The Big Three of the credit ratings industry—S&P, Moody’s Investor Service and Fitch Ratings—escaped accountability for their credit analysis by claiming they merely gave an “opinion” when they assessed the credit worthiness of issuers of equity or debt instruments, that it is up for investors to decide whether to take their evaluation into consideration in making investment decisions.

To the uninitiated, the argument looks persuasive. But the raters conveniently forgot to state that their fees for making the credit analysis depend on the rating they give to the instruments.

An “investment grade” rating translates to higher fees, and vice versa. As the saying goes, when money talks, bullshit walks.

Consequences

Regardless of the motives behind the announced probe by the US justice department of S&P, the results of its investigation will be helpful in assessing the role that rating companies should play in the capital market.

For too long, companies that want to access the capital market for their financing needs have been at the mercy of rating firms whose analysis influence the response of lenders to credit requests or the interest rates imposed on loans.

Last month, the Big Three were branded by European Union leaders as an “oligopoly” that issued self-fulfilling credit ratings on the debt papers of Greece, Ireland and Portugal, which led to the further deterioration of their already battered economies.

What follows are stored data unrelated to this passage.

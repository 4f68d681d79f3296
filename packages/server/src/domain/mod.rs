//! Domain layer: the authoritative game model.
//!
//! - `value_object`: identifiers, positions, scores
//! - `entity`: players and the collectible
//! - `game`: the `Game` aggregate (session registry + game state coordinator)
//! - `policy`: pluggable move merging and spawn positions
//! - `event`: events pushed to connected clients
//! - `repository` / `message_pusher`: ports implemented by the infrastructure layer

pub mod entity;
pub mod error;
pub mod event;
pub mod factory;
pub mod game;
pub mod message_pusher;
pub mod policy;
pub mod repository;
pub mod value_object;

pub use entity::{Collectible, Player};
pub use error::{MessagePushError, ValueObjectError};
pub use event::GameEvent;
pub use factory::PlayerIdFactory;
pub use game::{
    ClaimOutcome, CollectibleClaim, Game, GameSettings, PlayerInit, Registration, RoundStatus,
    WorldSnapshot,
};
pub use message_pusher::{MessagePusher, PusherChannel};
#[cfg(test)]
pub use message_pusher::MockMessagePusher;
#[cfg(any(test, feature = "test-support"))]
pub use policy::FixedPositionSource;
pub use policy::{
    MovePolicy, PlayerDelta, PositionSource, RandomPositionSource, SpawnArea, TrustedMovePolicy,
};
pub use repository::GameRepository;
pub use value_object::{CollectibleId, CollectibleValue, PlayerId, Position, Score, Timestamp};
//! Conversion logic between DTOs and domain types.

use serde_json::Value;

use crate::domain::{
    ClaimOutcome, Collectible, CollectibleClaim, CollectibleId, GameEvent, Player, PlayerDelta,
    PlayerId, PlayerInit, RoundStatus, ValueObjectError, WorldSnapshot,
};
use crate::infrastructure::dto::{http, websocket as dto};

// ========================================
// DTO → Domain
// ========================================

/// Read a client-supplied number the way a lenient JavaScript client would
/// produce it: integers, floats (truncated) or numeric strings.
fn lenient_i64(value: Option<&Value>) -> Option<i64> {
    match value? {
        Value::Number(n) => n
            .as_i64()
            .or_else(|| n.as_f64().filter(|f| f.is_finite()).map(|f| f.trunc() as i64)),
        Value::String(s) => {
            let s = s.trim();
            s.parse::<i64>().ok().or_else(|| {
                s.parse::<f64>()
                    .ok()
                    .filter(|f| f.is_finite())
                    .map(|f| f.trunc() as i64)
            })
        }
        _ => None,
    }
}

fn lenient_u32(value: Option<&Value>) -> Option<u32> {
    lenient_i64(value).and_then(|n| u32::try_from(n).ok())
}

impl From<dto::InitPlayerPayload> for PlayerInit {
    fn from(payload: dto::InitPlayerPayload) -> Self {
        Self {
            x: lenient_i64(payload.x.as_ref()),
            y: lenient_i64(payload.y.as_ref()),
            score: lenient_u32(payload.score.as_ref()),
        }
    }
}

impl From<dto::MovePayload> for PlayerDelta {
    fn from(payload: dto::MovePayload) -> Self {
        Self {
            x: lenient_i64(payload.x.as_ref()),
            y: lenient_i64(payload.y.as_ref()),
            score: lenient_u32(payload.score.as_ref()),
        }
    }
}

impl TryFrom<dto::ClaimPayload> for CollectibleClaim {
    type Error = ValueObjectError;

    fn try_from(payload: dto::ClaimPayload) -> Result<Self, Self::Error> {
        Ok(Self {
            player_id: PlayerId::new(payload.player_id)?,
            collectible_id: CollectibleId::new(payload.collectible_id),
        })
    }
}

// ========================================
// Domain → DTO
// ========================================

impl From<&Player> for dto::PlayerDto {
    fn from(player: &Player) -> Self {
        Self {
            id: player.id.as_str().to_string(),
            x: player.position.x,
            y: player.position.y,
            score: player.score.value(),
        }
    }
}

impl From<&Collectible> for dto::CollectibleDto {
    fn from(collectible: &Collectible) -> Self {
        Self {
            id: collectible.id.value(),
            x: collectible.position.x,
            y: collectible.position.y,
            value: collectible.value.value(),
        }
    }
}

fn players_to_dto(players: &[Player]) -> Vec<dto::PlayerDto> {
    players.iter().map(dto::PlayerDto::from).collect()
}

impl From<&GameEvent> for dto::ServerMessage {
    fn from(event: &GameEvent) -> Self {
        match event {
            GameEvent::Init { id, snapshot } => dto::ServerMessage::Init {
                id: id.as_str().to_string(),
                players: players_to_dto(&snapshot.players),
                collectible: snapshot.collectible.as_ref().map(dto::CollectibleDto::from),
                winner_id: snapshot.status.winner().map(|w| w.as_str().to_string()),
            },
            GameEvent::NewPlayer(player) => dto::ServerMessage::NewPlayer(player.into()),
            GameEvent::PlayerUpdated(player) => dto::ServerMessage::PlayerUpdated(player.into()),
            GameEvent::PlayerRemoved(id) => dto::ServerMessage::PlayerRemoved {
                id: id.as_str().to_string(),
            },
            GameEvent::NewCollectible {
                collectible,
                player_id,
                players,
            } => dto::ServerMessage::NewCollectible {
                collectible: collectible.into(),
                player_id: player_id.as_str().to_string(),
                players: players_to_dto(players),
            },
            GameEvent::GameOver { winner } => dto::ServerMessage::GameOver {
                winner_id: winner.as_str().to_string(),
            },
        }
    }
}

impl From<&WorldSnapshot> for http::WorldSnapshotDto {
    fn from(snapshot: &WorldSnapshot) -> Self {
        Self {
            players: players_to_dto(&snapshot.players),
            collectible: snapshot.collectible.as_ref().map(dto::CollectibleDto::from),
            winner_id: snapshot.status.winner().map(|w| w.as_str().to_string()),
        }
    }
}

/// Build the leaderboard section of the game summary from ranked players.
pub fn leaderboard_to_dto(ranked: &[Player]) -> Vec<http::LeaderboardEntryDto> {
    ranked
        .iter()
        .enumerate()
        .map(|(index, player)| http::LeaderboardEntryDto {
            rank: index + 1,
            id: player.id.as_str().to_string(),
            score: player.score.value(),
        })
        .collect()
}

/// Wire label of a round status.
pub fn status_label(status: &RoundStatus) -> &'static str {
    match status {
        RoundStatus::Active => "active",
        RoundStatus::Finished { .. } => "finished",
    }
}

/// Short label of a claim outcome, used for logging.
pub fn claim_outcome_label(outcome: &ClaimOutcome) -> &'static str {
    match outcome {
        ClaimOutcome::RoundOver => "round-over",
        ClaimOutcome::Stale => "stale",
        ClaimOutcome::UnknownPlayer => "unknown-player",
        ClaimOutcome::Awarded { .. } => "awarded",
        ClaimOutcome::AwardedAndRespawned { .. } => "awarded-and-respawned",
    }
}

There are calls for the European Union to create a European credit rating agency that will service the credit needs of its members, similar to what China has put up for its investment industry.

The advantage of a criminal investigation, as against an administrative or civil probe, is it forces the people under questioning to be truthful with their statements and honest with their submission of documents, under pain of prosecution for perjury or obstruction of justice.

If all goes well, the US justice department probe into S&P will give the financial world an insight into the inner workings of ratings companies, which can guide government regulators in supervising their activities.